Second, if you are a believer, you need to add to your initial experience of salvation all you can learn about God’s nature and His ability to care for His people. I begin most Sunday morning worship services in my church with a passage that teaches this exactly: “Come unto me all ye that labor and are heavy laden, and I will give you rest. Take my yoke upon you, and learn of me; for I am meek and lowly in heart and ye shall find rest unto your souls. For my yoke is easy, and my burden is light” (Matt. 11:28-30). In other words, according to Christ’s invitation, you are to learn all you can about Jesus Christ. As you learn about Him, you will grow strong in faith, knowing that He is able to do the things He has promised.
Finally, you need to get in the habit of turning to God whenever you feel worry approaching. Your reaction in trouble should be something like a conditioned reflex.
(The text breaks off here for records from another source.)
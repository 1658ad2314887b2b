//! tracing-subscriber setup
//!
//! `RUST_LOG` wins when set; otherwise the filter follows `-q` / `-v`.

use crate::config::Verbosity;
use tracing_subscriber::EnvFilter;

/// Filter used when `RUST_LOG` is unset
#[must_use]
pub const fn default_filter(verbosity: Verbosity) -> &'static str {
    match verbosity {
        Verbosity::Quiet => "error",
        Verbosity::Normal => "warn",
        Verbosity::Verbose => "info,chromiumoxide=warn",
        Verbosity::Debug => "debug",
    }
}

/// Install the global subscriber, writing compact lines to stderr
pub fn init_logging(verbosity: Verbosity) {
    let filter = EnvFilter::try_from_default_env()
        .unwrap_or_else(|_| EnvFilter::new(default_filter(verbosity)));

    // a second init (tests) is not an error worth reporting
    let _ = tracing_subscriber::fmt()
        .with_env_filter(filter)
        .with_writer(std::io::stderr)
        .with_target(true)
        .compact()
        .try_init();
}

#[cfg(test)]
mod tests {
    use super::*;

    #[test]
    fn test_default_filters() {
        assert_eq!(default_filter(Verbosity::Quiet), "error");
        assert_eq!(default_filter(Verbosity::Normal), "warn");
        assert!(default_filter(Verbosity::Verbose).starts_with("info"));
        assert_eq!(default_filter(Verbosity::Debug), "debug");
    }

    #[test]
    fn test_init_twice_is_harmless() {
        init_logging(Verbosity::Normal);
        init_logging(Verbosity::Debug);
    }
}
//! Navigation panel scroll lock.

use super::app;
use crate::capture::CaptureScope;
use crate::driver::{PageDriver, StyleQuery};
use crate::harness::Scenario;
use crate::locator::Locator;
use crate::result::HarnessResult;
use crate::session::Session;
use crate::wait::Condition;
use async_trait::async_trait;
use tracing::info;

/// Opening the panel locks body scrolling; closing restores the old value
#[derive(Debug, Clone, Copy, Default)]
pub struct SidebarScrollLock;

#[async_trait]
impl<D: PageDriver> Scenario<D> for SidebarScrollLock {
    fn name(&self) -> &'static str {
        "sidebar-scroll-lock"
    }

    fn description(&self) -> &'static str {
        "Body overflow is locked while the navigation panel is open and restored after"
    }

    fn anchor(&self) -> Option<Locator> {
        Some(app::sidebar_toggle())
    }

    async fn run(&self, session: &mut Session<D>) -> HarnessResult<()> {
        let overflow = StyleQuery::body_inline("overflow");
        let before = session.style_value(&overflow).await?.unwrap_or_default();
        info!(target: "tripwire::scenario", before = %before, "body overflow before open");

        session.click(&app::sidebar_toggle()).await?;
        session.expect(Condition::StyleNotEmpty(overflow.clone())).await?;
        session
            .expect(Condition::StyleEquals(overflow.clone(), "hidden".to_string()))
            .await?;
        session.capture("sidebar open", CaptureScope::Viewport).await?;

        session.click(&app::sidebar_close()).await?;
        session
            .expect(Condition::StyleEquals(overflow, before))
            .await?;
        session.capture("sidebar closed", CaptureScope::Viewport).await?;
        Ok(())
    }
}
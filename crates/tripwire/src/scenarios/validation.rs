//! Form validation on a phone-sized viewport.

use super::app;
use crate::capture::CaptureScope;
use crate::driver::PageDriver;
use crate::harness::Scenario;
use crate::result::HarnessResult;
use crate::session::Session;
use crate::wait::Condition;
use async_trait::async_trait;

/// Saving an empty trip form shows an alert that OK dismisses
#[derive(Debug, Clone, Copy, Default)]
pub struct ModalValidation;

#[async_trait]
impl<D: PageDriver> Scenario<D> for ModalValidation {
    fn name(&self) -> &'static str {
        "modal-validation"
    }

    fn description(&self) -> &'static str {
        "Empty trip form shows a validation alert at 375x812"
    }

    fn viewport(&self) -> Option<(u32, u32)> {
        Some((375, 812))
    }

    fn anchor(&self) -> Option<crate::locator::Locator> {
        Some(app::sidebar_toggle())
    }

    async fn run(&self, session: &mut Session<D>) -> HarnessResult<()> {
        app::open_sidebar(session).await?;
        session.click(&app::new_expedition()).await?;
        session
            .expect(Condition::Visible(app::title("New Journey")))
            .await?;

        session.click(&app::modal_button("Save")).await?;
        session
            .expect(Condition::Visible(app::modal_button("OK")))
            .await?;
        session
            .capture("trip validation", CaptureScope::Viewport)
            .await?;

        session.click(&app::modal_button("OK")).await?;
        session
            .expect(Condition::Detached(app::modal_button("OK")))
            .await?;
        session
            .expect(Condition::Visible(app::title("New Journey")))
            .await?;
        Ok(())
    }
}
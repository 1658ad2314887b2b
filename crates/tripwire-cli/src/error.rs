//! Error types for the CLI

use thiserror::Error;

/// Result type for CLI operations
pub type CliResult<T> = Result<T, CliError>;

/// Errors that can occur in the CLI
#[derive(Debug, Error)]
pub enum CliError {
    /// Configuration error
    #[error("Configuration error: {message}")]
    Config {
        /// Error message
        message: String,
    },

    /// One or more scenarios failed
    #[error("{failed} of {total} scenarios failed")]
    ScenarioFailures {
        /// Failed scenario count
        failed: usize,
        /// Scenarios run
        total: usize,
    },

    /// Scenario name not in the catalogue
    #[error("Unknown scenario '{name}' (see `tripwire list`)")]
    UnknownScenario {
        /// Requested name
        name: String,
    },

    /// IO error
    #[error("I/O error: {0}")]
    Io(#[from] std::io::Error),

    /// YAML error
    #[error("YAML error: {0}")]
    Yaml(#[from] serde_yaml_ng::Error),

    /// Harness library error
    #[error("Harness error: {0}")]
    Harness(#[from] tripwire::HarnessError),

    /// Invalid argument
    #[error("Invalid argument: {message}")]
    InvalidArgument {
        /// Error message
        message: String,
    },
}

impl CliError {
    /// Create a configuration error
    #[must_use]
    pub fn config(message: impl Into<String>) -> Self {
        Self::Config {
            message: message.into(),
        }
    }

    /// Create an invalid argument error
    #[must_use]
    pub fn invalid_argument(message: impl Into<String>) -> Self {
        Self::InvalidArgument {
            message: message.into(),
        }
    }

    /// Create an unknown scenario error
    #[must_use]
    pub fn unknown_scenario(name: impl Into<String>) -> Self {
        Self::UnknownScenario { name: name.into() }
    }
}
//! Save / discard confirmation dialogs of the trip form.

use super::app;
use crate::capture::CaptureScope;
use crate::driver::PageDriver;
use crate::harness::Scenario;
use crate::locator::Locator;
use crate::result::HarnessResult;
use crate::session::Session;
use crate::wait::Condition;
use async_trait::async_trait;
use std::time::Duration;

/// Trip created by both confirmation scenarios
pub const TRIP_NAME: &str = "Test Confirmation Trip";

/// Saving a new trip asks for confirmation, and confirming closes both modals
#[derive(Debug, Clone, Copy, Default)]
pub struct SaveConfirmation;

#[async_trait]
impl<D: PageDriver> Scenario<D> for SaveConfirmation {
    fn name(&self) -> &'static str {
        "save-confirmation"
    }

    fn description(&self) -> &'static str {
        "Save on a new trip shows \"Save Changes?\"; confirming closes both modals"
    }

    fn anchor(&self) -> Option<Locator> {
        Some(app::header())
    }

    async fn run(&self, session: &mut Session<D>) -> HarnessResult<()> {
        app::start_new_trip(session, TRIP_NAME, "15", "20").await?;

        session.click(&app::modal_button("Save")).await?;
        session
            .expect_within(
                Condition::Visible(app::title("Save Changes?")),
                Duration::from_secs(5),
            )
            .await?;
        session
            .capture("save confirmation", CaptureScope::FullPage)
            .await?;

        session.click(&app::modal_button("Save")).await?;
        session
            .expect(Condition::Hidden(app::title("Save Changes?")))
            .await?;
        session
            .expect(Condition::Hidden(app::title("New Journey")))
            .await?;
        Ok(())
    }
}

/// Cancelling an edited trip asks before discarding; keep editing then save
#[derive(Debug, Clone, Copy, Default)]
pub struct DiscardConfirmation;

#[async_trait]
impl<D: PageDriver> Scenario<D> for DiscardConfirmation {
    fn name(&self) -> &'static str {
        "discard-confirmation"
    }

    fn description(&self) -> &'static str {
        "Cancel on an edited trip shows \"Discard Changes?\"; Keep Editing returns to the form"
    }

    fn anchor(&self) -> Option<Locator> {
        Some(app::header())
    }

    async fn run(&self, session: &mut Session<D>) -> HarnessResult<()> {
        app::create_trip(session, TRIP_NAME, "15", "20").await?;

        app::open_sidebar(session).await?;
        session.click(&app::trip_row_edit(TRIP_NAME)).await?;
        session
            .expect(Condition::Visible(app::title("Edit Journey")))
            .await?;
        session
            .fill(&app::trip_name_input(), &format!("{TRIP_NAME} Modified"))
            .await?;

        session.click(&app::modal_button("Cancel")).await?;
        session
            .expect(Condition::Visible(app::title("Discard Changes?")))
            .await?;
        session
            .capture("discard confirmation", CaptureScope::FullPage)
            .await?;

        session.click(&app::modal_button("Keep Editing")).await?;
        session
            .expect(Condition::Hidden(app::title("Discard Changes?")))
            .await?;

        app::save_and_confirm(session, "Edit Journey").await
    }
}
You know what a normal reflex is. If your hand accidentally touches a hot stove, your body will jerk the hand back. You don’t need to think about it, it comes naturally. A conditioned reflex is the same, except that it needs to be learned. A conditioned reflex may be illustrated by the reaction you have in stepping on the brake when you see a red light, or in rising to your feet when someone begins to play “The Star-Spangled Banner” or sing the “Hallelujah Chorus.” These reactions are almost automatic, but they do not result from instinct. They come from training or practice. In the same way, we need reflexes that will turn us to the Lord at the first sign of trouble.
Most persons have reactions of one sort or another. Some persons turn in upon themselves when they see trouble approaching. Others turn to some other person. Your task, as a Christian, is to supplant these or any other reactions that you may have with a behavioral pattern that turns you toward God. If you do not turn to God, you will worry. If you do turn to God, you will increasingly come to know that divine tranquility that passes all understanding and that is able to give you peace, even in a time of great trouble.
In one of the early Greek manuscripts from the first centuries of the Christian era, there’s a record of a man named Titedios Amerimnos. The first part of that name is a proper name. But the second part is made up of the Greek word for “worry” plus the prefix meaning “not” or “never.” In other words, the second name is a descriptive epithet, like the second part of Frederick the Great or James the Just. Many have thought that this man, as a pagan, constantly worried. But after he became a Christian, he stopped worrying. He was then called Titedios Amerimnos—“Titedios, the Man Who Never Worries.” You should be able to add that statement to your name. You should be able to write “John Smith,” “Betty Jones,” “Charles Miller,” (or whatever it may be) and then add, “The One Who Never Worries.”